Download or read book Green Solvents I written by Ali Mohammad and published by Springer Science & Business Media. This book was released on 2012-03-16 with total page 440 pages. Available in PDF, EPUB and Kindle. Book excerpt: The conventional solvents used in chemical, pharmaceutical, biomedical and separation processes represent a great challenge to green chemistry because of their toxicity and flammability. Since the beginning of “the 12 Principles of Green Chemistry” in 1998, a general effort has been made to replace conventional solvents with environmentally benign substitutes. Water has been the most popular choice so far, followed by ionic liquids, surfactant, supercritical fluids, fluorous solvents, liquid polymers, bio-solvents and switchable solvent systems. Green Solvents Volume I and II provides a throughout overview of the different types of solvents and discusses their extensive applications in fields such as extraction, organic synthesis, biocatalytic processes, production of fine chemicals, removal of hydrogen sulphide, biochemical transformations, composite material, energy storage devices and polymers.

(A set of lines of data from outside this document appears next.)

//! Evaluation state and the dynamic value type shared by the tree-walk and
//! compiled-closure backends.

mod walker;

pub use walker::{BandArm, Evaluator, ExprEval};

use std::cell::RefCell;
use std::collections::{HashMap, HashSet};
use std::rc::Rc;

use thiserror::Error;

use crate::ast::Block;
use crate::compile::CompiledSet;
use crate::model::ComponentId;

#[derive(Error, Debug, Clone, PartialEq)]
pub enum EvalError {
    #[error("Unknown country: {0}")]
    UnknownCountry(String),
    #[error("Unknown reference: {0}")]
    UnknownReference(String),
    #[error("Ambiguous reference: {0}")]
    AmbiguousReference(String),
    #[error("Unknown identifier: {0}")]
    UnknownIdentifier(String),
    #[error("Circular component reference detected: {0}")]
    CircularReference(String),
    #[error("Missing currency conversion for {from} -> {to}")]
    MissingConversion { from: String, to: String },
    #[error("gross income must be a finite number")]
    NonFiniteIncome,
    #[error("enabled schedules cannot include \"_\" (internal helper kind)")]
    ReservedKindEnabled,
}

/// Runtime value of a specification expression. Arithmetic coerces through
/// [`Value::to_number`]; conditionals through [`Value::truthy`].
#[derive(Debug, Clone, PartialEq)]
pub enum Value {
    Num(f64),
    Bool(bool),
    Str(Rc<str>),
}

impl Value {
    /// Permissive numeric coercion: booleans count 1/0, NaN and unparsable
    /// text fall back, infinities pass through (open bracket bounds).
    pub fn to_number(&self, fallback: f64) -> f64 {
        match self {
            Value::Num(n) => {
                if n.is_nan() {
                    fallback
                } else {
                    *n
                }
            }
            Value::Bool(b) => {
                if *b {
                    1.0
                } else {
                    0.0
                }
            }
            Value::Str(s) => {
                let trimmed = s.trim();
                if trimmed.is_empty() {
                    return 0.0;
                }
                match trimmed.parse::<f64>() {
                    Ok(v) if !v.is_nan() => v,
                    _ => fallback,
                }
            }
        }
    }

    pub fn truthy(&self) -> bool {
        match self {
            Value::Num(n) => *n != 0.0 && !n.is_nan(),
            Value::Bool(b) => *b,
            Value::Str(s) => !s.is_empty(),
        }
    }
}

/// Applies one of the DSL's numeric primitives to already-evaluated
/// arguments. Missing arguments read as 0; `min`/`max` fold over all
/// arguments; rounding takes an optional increment (default 1).
pub fn apply_func(func: crate::ast::Func, values: &[Value]) -> Value {
    use crate::ast::Func;
    use crate::numeric::{ceil_to_step, floor_to_step, round_to_step};

    let num = |index: usize| -> f64 { values.get(index).map(|v| v.to_number(0.0)).unwrap_or(0.0) };

    let result = match func {
        Func::Min => values
            .iter()
            .map(|v| v.to_number(0.0))
            .fold(f64::INFINITY, f64::min),
        Func::Max => values
            .iter()
            .map(|v| v.to_number(0.0))
            .fold(f64::NEG_INFINITY, f64::max),
        Func::Abs => num(0).abs(),
        Func::Pow => num(0).powf(num(1)),
        Func::Sqrt => num(0).sqrt(),
        Func::Log => num(0).ln(),
        Func::Exp => num(0).exp(),
        Func::Floor => floor_to_step(num(0), if values.len() > 1 { num(1) } else { 1.0 }),
        Func::Ceil => ceil_to_step(num(0), if values.len() > 1 { num(1) } else { 1.0 }),
        Func::Round => round_to_step(num(0), if values.len() > 1 { num(1) } else { 1.0 }),
        Func::Sum => values.iter().map(|v| v.to_number(0.0)).sum(),
        Func::If => {
            if values.len() < 2 {
                0.0
            } else if values[0].truthy() {
                return values[1].clone();
            } else if let Some(other) = values.get(2) {
                return other.clone();
            } else {
                0.0
            }
        }
        Func::Pos => num(0).max(0.0),
    };
    Value::Num(result)
}

/// Evaluation mode, also the re-entrancy guard key discriminant.
#[derive(Debug, Clone, Copy, PartialEq, Eq, Hash)]
pub enum Mode {
    Value,
    Marginal,
    Total,
}

/// A lexical scope chain. Block-local bindings shadow outer scope; the income
/// variable `x` lives at the root and may be shadowed by integration points.
#[derive(Debug, Clone)]
pub struct Scope(Rc<ScopeNode>);

#[derive(Debug)]
struct ScopeNode {
    vars: RefCell<HashMap<String, Value>>,
    parent: Option<Rc<ScopeNode>>,
}

impl Scope {
    pub fn root(income: f64) -> Scope {
        let scope = Scope(Rc::new(ScopeNode {
            vars: RefCell::new(HashMap::new()),
            parent: None,
        }));
        scope.define("x", Value::Num(income));
        scope
    }

    pub fn child(&self) -> Scope {
        Scope(Rc::new(ScopeNode {
            vars: RefCell::new(HashMap::new()),
            parent: Some(Rc::clone(&self.0)),
        }))
    }

    pub fn define(&self, name: &str, value: Value) {
        self.0.vars.borrow_mut().insert(name.to_string(), value);
    }

    pub fn lookup(&self, name: &str) -> Option<Value> {
        let mut node = Some(&self.0);
        while let Some(current) = node {
            if let Some(value) = current.vars.borrow().get(name) {
                return Some(value.clone());
            }
            node = current.parent.as_ref();
        }
        None
    }
}

/// Statements of the enclosing component block, carried so tapering-allowance
/// evaluation can recompute block locals at a different income.
#[derive(Clone)]
pub enum BlockStmts {
    Ast(Rc<Block>),
    Compiled(Rc<Vec<crate::compile::CompiledStmt>>),
}

/// The immutable-per-expression part of evaluation state. Cheap to clone:
/// income rebinds and country hops produce fresh frames.
#[derive(Clone)]
pub struct Frame {
    pub country: crate::model::CountryId,
    /// Income already converted into the frame country's currency.
    pub income: f64,
    pub scope: Scope,
    pub block_stmts: Option<BlockStmts>,
}

/// Mutable per-request state: the re-entrancy guard, the per-income memo and
/// the optional compiled-closure set installed by `prepare`.
#[derive(Default)]
pub struct Shared {
    pub call_stack: HashSet<(ComponentId, Mode)>,
    pub memo: HashMap<(ComponentId, Mode, u64), f64>,
    pub compiled: Option<Rc<CompiledSet>>,
}

impl Shared {
    pub fn new() -> Shared {
        Shared::default()
    }

    pub fn with_compiled(compiled: Rc<CompiledSet>) -> Shared {
        Shared {
            compiled: Some(compiled),
            ..Shared::default()
        }
    }
}

#[cfg(test)]
mod tests {
    use super::*;

    #[test]
    fn test_value_coercions() {
        assert_eq!(Value::Bool(true).to_number(0.0), 1.0);
        assert_eq!(Value::Num(f64::NAN).to_number(7.0), 7.0);
        assert_eq!(Value::Num(f64::INFINITY).to_number(0.0), f64::INFINITY);
        assert_eq!(Value::Str("12.5".into()).to_number(0.0), 12.5);
        assert_eq!(Value::Str("  ".into()).to_number(9.0), 0.0);
        assert_eq!(Value::Str("abc".into()).to_number(9.0), 9.0);
    }

    #[test]
    fn test_truthiness() {
        assert!(!Value::Num(0.0).truthy());
        assert!(!Value::Num(f64::NAN).truthy());
        assert!(Value::Num(-1.0).truthy());
        assert!(!Value::Str("".into()).truthy());
        assert!(Value::Str("0".into()).truthy());
    }

    #[test]
    fn test_scope_shadowing() {
        let root = Scope::root(100.0);
        let child = root.child();
        child.define("x", Value::Num(5.0));
        assert_eq!(child.lookup("x"), Some(Value::Num(5.0)));
        assert_eq!(root.lookup("x"), Some(Value::Num(100.0)));
        assert_eq!(child.lookup("missing"), None);
    }
}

These volumes are written by leading international experts and cover all possible aspects of green solvents’ properties and applications available in today’s literature. Green Solvents Volume I and II is an invaluable guide to scientists, R&D industrial specialists, researchers, upper-level undergraduates and graduate students, Ph.D. scholars, college and university professors working in the field of chemistry and biochemistry.